Prompt -> From the entries below, extract every line that includes the word "ClaimPlatformFee".

---- Information given

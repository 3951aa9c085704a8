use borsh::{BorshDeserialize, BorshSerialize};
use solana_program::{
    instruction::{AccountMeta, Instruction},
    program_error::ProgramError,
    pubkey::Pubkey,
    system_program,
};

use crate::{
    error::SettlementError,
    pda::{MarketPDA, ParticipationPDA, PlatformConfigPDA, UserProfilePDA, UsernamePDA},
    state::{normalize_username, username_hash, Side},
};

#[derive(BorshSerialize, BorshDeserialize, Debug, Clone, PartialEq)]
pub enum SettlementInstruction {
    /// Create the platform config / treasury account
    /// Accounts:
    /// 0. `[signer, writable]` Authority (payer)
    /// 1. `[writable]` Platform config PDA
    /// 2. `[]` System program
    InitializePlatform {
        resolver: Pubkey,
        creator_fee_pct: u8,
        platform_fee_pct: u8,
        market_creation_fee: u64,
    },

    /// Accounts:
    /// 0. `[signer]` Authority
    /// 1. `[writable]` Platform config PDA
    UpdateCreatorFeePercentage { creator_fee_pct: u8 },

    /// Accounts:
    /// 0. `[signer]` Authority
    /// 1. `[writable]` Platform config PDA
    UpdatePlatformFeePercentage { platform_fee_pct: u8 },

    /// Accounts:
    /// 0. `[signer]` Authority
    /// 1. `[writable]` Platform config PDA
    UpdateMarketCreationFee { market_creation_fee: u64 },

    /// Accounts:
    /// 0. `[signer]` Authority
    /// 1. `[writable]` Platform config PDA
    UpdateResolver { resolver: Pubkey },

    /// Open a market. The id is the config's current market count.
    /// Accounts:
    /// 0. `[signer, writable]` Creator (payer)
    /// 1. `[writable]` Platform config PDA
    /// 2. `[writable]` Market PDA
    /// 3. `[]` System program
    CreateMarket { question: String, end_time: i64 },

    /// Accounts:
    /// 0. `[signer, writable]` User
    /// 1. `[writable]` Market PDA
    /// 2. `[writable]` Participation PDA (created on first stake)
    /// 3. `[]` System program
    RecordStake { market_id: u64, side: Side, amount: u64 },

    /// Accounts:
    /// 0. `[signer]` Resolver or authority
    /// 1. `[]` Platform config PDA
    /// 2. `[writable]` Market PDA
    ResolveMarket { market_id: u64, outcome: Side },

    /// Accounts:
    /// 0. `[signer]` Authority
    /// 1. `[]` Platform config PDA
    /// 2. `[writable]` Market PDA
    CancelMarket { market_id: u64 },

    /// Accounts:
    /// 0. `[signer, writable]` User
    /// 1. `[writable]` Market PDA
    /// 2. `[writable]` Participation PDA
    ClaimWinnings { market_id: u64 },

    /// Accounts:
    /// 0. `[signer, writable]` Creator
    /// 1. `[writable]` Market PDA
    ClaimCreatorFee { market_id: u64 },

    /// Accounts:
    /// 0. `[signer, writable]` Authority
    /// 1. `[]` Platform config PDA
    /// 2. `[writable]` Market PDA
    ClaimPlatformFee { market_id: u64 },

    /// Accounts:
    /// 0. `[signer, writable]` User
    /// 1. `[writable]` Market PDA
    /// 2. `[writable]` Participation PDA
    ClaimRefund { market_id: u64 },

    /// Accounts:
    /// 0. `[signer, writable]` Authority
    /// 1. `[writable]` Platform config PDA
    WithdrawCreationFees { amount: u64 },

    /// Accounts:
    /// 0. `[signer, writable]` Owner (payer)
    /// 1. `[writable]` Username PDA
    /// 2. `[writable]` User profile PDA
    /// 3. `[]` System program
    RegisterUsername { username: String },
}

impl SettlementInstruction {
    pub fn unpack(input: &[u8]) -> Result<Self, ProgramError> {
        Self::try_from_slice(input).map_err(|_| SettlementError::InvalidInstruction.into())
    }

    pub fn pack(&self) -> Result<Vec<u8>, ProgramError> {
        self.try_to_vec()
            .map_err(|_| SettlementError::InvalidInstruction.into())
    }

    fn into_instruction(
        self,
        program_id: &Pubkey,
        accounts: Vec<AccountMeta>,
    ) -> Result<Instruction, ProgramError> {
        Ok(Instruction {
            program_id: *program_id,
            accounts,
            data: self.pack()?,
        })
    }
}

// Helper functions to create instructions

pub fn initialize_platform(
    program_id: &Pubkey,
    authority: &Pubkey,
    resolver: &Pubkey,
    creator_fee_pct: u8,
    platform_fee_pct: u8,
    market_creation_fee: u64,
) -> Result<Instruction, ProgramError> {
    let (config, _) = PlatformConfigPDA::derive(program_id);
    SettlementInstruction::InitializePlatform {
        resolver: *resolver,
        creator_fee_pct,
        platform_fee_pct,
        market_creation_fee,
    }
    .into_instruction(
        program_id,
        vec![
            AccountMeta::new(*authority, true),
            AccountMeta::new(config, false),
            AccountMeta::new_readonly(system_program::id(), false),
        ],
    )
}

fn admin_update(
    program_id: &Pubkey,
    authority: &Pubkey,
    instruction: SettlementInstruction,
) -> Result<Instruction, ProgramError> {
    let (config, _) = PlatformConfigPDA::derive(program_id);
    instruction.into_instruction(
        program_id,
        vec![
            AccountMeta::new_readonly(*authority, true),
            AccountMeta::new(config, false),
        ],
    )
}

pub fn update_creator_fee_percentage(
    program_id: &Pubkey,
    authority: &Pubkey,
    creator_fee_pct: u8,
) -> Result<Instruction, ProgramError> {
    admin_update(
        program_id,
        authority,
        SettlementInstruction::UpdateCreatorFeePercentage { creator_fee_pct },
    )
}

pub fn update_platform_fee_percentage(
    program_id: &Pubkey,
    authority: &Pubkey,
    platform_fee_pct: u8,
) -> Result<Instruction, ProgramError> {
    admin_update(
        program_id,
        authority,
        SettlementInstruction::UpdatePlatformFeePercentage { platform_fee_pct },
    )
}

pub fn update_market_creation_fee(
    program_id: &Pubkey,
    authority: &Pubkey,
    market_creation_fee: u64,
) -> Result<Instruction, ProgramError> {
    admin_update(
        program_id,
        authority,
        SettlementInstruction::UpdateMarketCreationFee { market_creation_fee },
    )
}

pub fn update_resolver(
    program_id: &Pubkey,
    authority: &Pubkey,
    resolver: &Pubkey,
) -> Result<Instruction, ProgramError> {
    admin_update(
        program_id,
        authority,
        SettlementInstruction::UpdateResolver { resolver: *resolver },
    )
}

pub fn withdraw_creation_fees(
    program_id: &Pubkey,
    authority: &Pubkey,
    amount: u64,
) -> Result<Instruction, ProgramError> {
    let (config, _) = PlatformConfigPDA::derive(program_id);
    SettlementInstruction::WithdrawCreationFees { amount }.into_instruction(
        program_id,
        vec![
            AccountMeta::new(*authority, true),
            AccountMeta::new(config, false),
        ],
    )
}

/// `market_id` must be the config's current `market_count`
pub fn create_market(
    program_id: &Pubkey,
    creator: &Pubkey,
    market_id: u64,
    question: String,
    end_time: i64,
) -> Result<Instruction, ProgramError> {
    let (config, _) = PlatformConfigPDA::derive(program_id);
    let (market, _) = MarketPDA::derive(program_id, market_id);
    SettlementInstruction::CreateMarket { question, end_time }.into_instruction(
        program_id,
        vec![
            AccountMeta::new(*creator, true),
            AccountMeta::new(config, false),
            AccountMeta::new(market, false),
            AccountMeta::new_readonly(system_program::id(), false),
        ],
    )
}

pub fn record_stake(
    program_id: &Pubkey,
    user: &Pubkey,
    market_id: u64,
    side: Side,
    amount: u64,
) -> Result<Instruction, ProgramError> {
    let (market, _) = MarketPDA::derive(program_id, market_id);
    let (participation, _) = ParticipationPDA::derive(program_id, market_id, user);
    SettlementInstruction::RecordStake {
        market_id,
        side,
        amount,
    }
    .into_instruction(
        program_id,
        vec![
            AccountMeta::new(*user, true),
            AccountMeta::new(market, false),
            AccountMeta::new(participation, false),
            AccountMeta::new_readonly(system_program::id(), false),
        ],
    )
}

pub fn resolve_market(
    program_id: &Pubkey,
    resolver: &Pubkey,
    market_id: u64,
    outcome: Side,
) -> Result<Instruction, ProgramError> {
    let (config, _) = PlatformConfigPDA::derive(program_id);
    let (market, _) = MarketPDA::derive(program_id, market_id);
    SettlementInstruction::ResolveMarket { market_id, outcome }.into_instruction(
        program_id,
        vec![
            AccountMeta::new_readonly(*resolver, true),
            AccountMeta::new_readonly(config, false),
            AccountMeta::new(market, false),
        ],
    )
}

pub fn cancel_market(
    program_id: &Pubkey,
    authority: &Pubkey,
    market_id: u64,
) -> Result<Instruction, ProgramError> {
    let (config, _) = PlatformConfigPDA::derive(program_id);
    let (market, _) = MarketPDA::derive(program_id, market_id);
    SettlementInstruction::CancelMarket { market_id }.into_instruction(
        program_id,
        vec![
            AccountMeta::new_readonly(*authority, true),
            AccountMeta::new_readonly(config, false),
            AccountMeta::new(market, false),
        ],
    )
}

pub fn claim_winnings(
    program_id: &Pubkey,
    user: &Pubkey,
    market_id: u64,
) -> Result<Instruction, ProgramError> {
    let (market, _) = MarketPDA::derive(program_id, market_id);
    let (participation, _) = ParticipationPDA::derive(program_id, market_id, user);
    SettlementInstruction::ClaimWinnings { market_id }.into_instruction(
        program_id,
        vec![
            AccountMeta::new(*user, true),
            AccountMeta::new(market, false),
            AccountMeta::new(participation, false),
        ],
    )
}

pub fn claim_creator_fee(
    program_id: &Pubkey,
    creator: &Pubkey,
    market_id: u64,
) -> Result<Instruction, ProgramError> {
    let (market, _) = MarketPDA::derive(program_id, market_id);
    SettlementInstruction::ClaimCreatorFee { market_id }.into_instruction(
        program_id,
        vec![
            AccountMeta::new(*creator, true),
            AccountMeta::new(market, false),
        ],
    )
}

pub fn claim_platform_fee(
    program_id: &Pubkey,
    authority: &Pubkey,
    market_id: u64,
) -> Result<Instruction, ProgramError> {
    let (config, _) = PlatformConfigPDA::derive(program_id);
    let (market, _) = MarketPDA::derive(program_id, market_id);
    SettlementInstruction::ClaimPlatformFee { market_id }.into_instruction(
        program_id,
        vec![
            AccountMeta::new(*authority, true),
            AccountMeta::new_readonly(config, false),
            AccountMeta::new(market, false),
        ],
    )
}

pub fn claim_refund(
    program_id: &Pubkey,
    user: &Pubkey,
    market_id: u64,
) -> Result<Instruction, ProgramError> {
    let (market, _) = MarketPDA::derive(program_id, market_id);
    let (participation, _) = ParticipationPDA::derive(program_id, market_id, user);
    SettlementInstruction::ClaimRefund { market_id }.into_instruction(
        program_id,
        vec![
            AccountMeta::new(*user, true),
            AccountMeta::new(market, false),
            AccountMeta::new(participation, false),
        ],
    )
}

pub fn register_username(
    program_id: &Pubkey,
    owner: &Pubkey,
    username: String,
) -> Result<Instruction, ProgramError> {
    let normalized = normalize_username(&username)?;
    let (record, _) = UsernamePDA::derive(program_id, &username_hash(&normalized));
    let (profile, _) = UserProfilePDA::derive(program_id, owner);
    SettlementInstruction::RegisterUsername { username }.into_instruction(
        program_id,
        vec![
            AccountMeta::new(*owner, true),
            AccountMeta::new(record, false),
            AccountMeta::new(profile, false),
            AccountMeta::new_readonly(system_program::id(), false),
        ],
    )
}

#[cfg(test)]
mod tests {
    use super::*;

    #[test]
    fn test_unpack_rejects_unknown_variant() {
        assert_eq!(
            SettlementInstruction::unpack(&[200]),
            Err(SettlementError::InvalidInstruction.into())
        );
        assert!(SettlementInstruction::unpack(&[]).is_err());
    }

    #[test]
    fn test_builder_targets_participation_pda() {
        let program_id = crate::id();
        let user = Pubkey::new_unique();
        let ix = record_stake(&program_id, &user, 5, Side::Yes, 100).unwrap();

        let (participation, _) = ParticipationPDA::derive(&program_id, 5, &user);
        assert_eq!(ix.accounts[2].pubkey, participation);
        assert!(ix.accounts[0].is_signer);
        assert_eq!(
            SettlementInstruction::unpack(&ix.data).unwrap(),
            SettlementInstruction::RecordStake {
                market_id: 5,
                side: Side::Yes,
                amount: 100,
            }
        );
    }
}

--------

Task response ->
    ClaimPlatformFee { market_id: u64 },
    SettlementInstruction::ClaimPlatformFee { market_id }.into_instruction(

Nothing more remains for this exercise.